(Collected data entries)
★ ★ ★ ★ ★ ★ ★
//! Startup wiring.
//!
//! [`plan_startup`] performs every lookup that must succeed or degrade before
//! any device is opened:
//!
//! ```text
//! read /proc/bus/input/devices
//!  ├─ webcam identity → USB bus location → bConfigurationValue
//!  │     (any failure: camera key falls back to Shift+Meta+R)
//!  └─ WMI keyboard event node
//!        (failure: StartupError, exit status 1)
//! ```
//!
//! Opening the event node and creating the virtual keyboard happen afterwards
//! in `main`, so a failed resolution never touches a device file.

use std::path::PathBuf;

use thiserror::Error;

use crate::application::dispatch::{CameraSupport, SourceError};
use crate::infrastructure::camera_power::SysfsCameraPower;
use crate::infrastructure::locator::{DeviceLocator, LocateError};

/// Process exit status for every fatal startup failure.
pub const FATAL_EXIT_STATUS: u8 = 1;

/// Fatal startup failures.
#[derive(Debug, Error)]
pub enum StartupError {
    #[error("WMI keyboard not found: {0}")]
    KeyboardUnresolved(#[source] LocateError),
    #[error("could not open connection to WMI keyboard: {0}")]
    KeyboardUnavailable(#[source] SourceError),
    #[error("could not create virtual keyboard: {0}")]
    VirtualKeyboard(#[source] std::io::Error),
}

/// Process exit status for the outcome of a daemon run: `0` after a clean
/// shutdown, [`FATAL_EXIT_STATUS`] for any error that ended it.
pub fn exit_status(outcome: &anyhow::Result<()>) -> u8 {
    match outcome {
        Ok(()) => 0,
        Err(_) => FATAL_EXIT_STATUS,
    }
}

/// Everything resolved before the devices are opened.
#[derive(Debug)]
pub struct StartupPlan {
    pub keyboard_node: PathBuf,
    pub camera: CameraSupport<SysfsCameraPower>,
}

/// Resolves the webcam (degrading on failure) and the WMI keyboard node.
///
/// # Errors
///
/// Returns [`StartupError::KeyboardUnresolved`] if the listing cannot be read
/// or has no WMI keyboard.
pub fn plan_startup(locator: &DeviceLocator) -> Result<StartupPlan, StartupError> {
    let listing = locator.read_listing();

    let camera = match locator.locate_webcam(listing.as_ref().ok()) {
        Ok(bus_location_id) => SysfsCameraPower::open(locator.usb_devices_dir(), &bus_location_id),
        Err(reason) => CameraSupport::Unavailable(reason),
    };

    let keyboard_node = listing
        .and_then(|l| locator.resolve_wmi_keyboard_node(&l))
        .map_err(StartupError::KeyboardUnresolved)?;

    Ok(StartupPlan {
        keyboard_node,
        camera,
    })
}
★ ★ ★ ★ ★ ★ ★
What is required:
Set down the records again in full. Match them exactly.

Result of this exercise:
//! Startup wiring.
//!
//! [`plan_startup`] performs every lookup that must succeed or degrade before
//! any device is opened:
//!
//! ```text
//! read /proc/bus/input/devices
//!  ├─ webcam identity → USB bus location → bConfigurationValue
//!  │     (any failure: camera key falls back to Shift+Meta+R)
//!  └─ WMI keyboard event node
//!        (failure: StartupError, exit status 1)
//! ```
//!
//! Opening the event node and creating the virtual keyboard happen afterwards
//! in `main`, so a failed resolution never touches a device file.

use std::path::PathBuf;

use thiserror::Error;

use crate::application::dispatch::{CameraSupport, SourceError};
use crate::infrastructure::camera_power::SysfsCameraPower;
use crate::infrastructure::locator::{DeviceLocator, LocateError};

/// Process exit status for every fatal startup failure.
pub const FATAL_EXIT_STATUS: u8 = 1;

/// Fatal startup failures.
#[derive(Debug, Error)]
pub enum StartupError {
    #[error("WMI keyboard not found: {0}")]
    KeyboardUnresolved(#[source] LocateError),
    #[error("could not open connection to WMI keyboard: {0}")]
    KeyboardUnavailable(#[source] SourceError),
    #[error("could not create virtual keyboard: {0}")]
    VirtualKeyboard(#[source] std::io::Error),
}

/// Process exit status for the outcome of a daemon run: `0` after a clean
/// shutdown, [`FATAL_EXIT_STATUS`] for any error that ended it.
pub fn exit_status(outcome: &anyhow::Result<()>) -> u8 {
    match outcome {
        Ok(()) => 0,
        Err(_) => FATAL_EXIT_STATUS,
    }
}

/// Everything resolved before the devices are opened.
#[derive(Debug)]
pub struct StartupPlan {
    pub keyboard_node: PathBuf,
    pub camera: CameraSupport<SysfsCameraPower>,
}

/// Resolves the webcam (degrading on failure) and the WMI keyboard node.
///
/// # Errors
///
/// Returns [`StartupError::KeyboardUnresolved`] if the listing cannot be read
/// or has no WMI keyboard.
pub fn plan_startup(locator: &DeviceLocator) -> Result<StartupPlan, StartupError> {
    let listing = locator.read_listing();

    let camera = match locator.locate_webcam(listing.as_ref().ok()) {
        Ok(bus_location_id) => SysfsCameraPower::open(locator.usb_devices_dir(), &bus_location_id),
        Err(reason) => CameraSupport::Unavailable(reason),
    };

    let keyboard_node = listing
        .and_then(|l| locator.resolve_wmi_keyboard_node(&l))
        .map_err(StartupError::KeyboardUnresolved)?;

    Ok(StartupPlan {
        keyboard_node,
        camera,
    })
}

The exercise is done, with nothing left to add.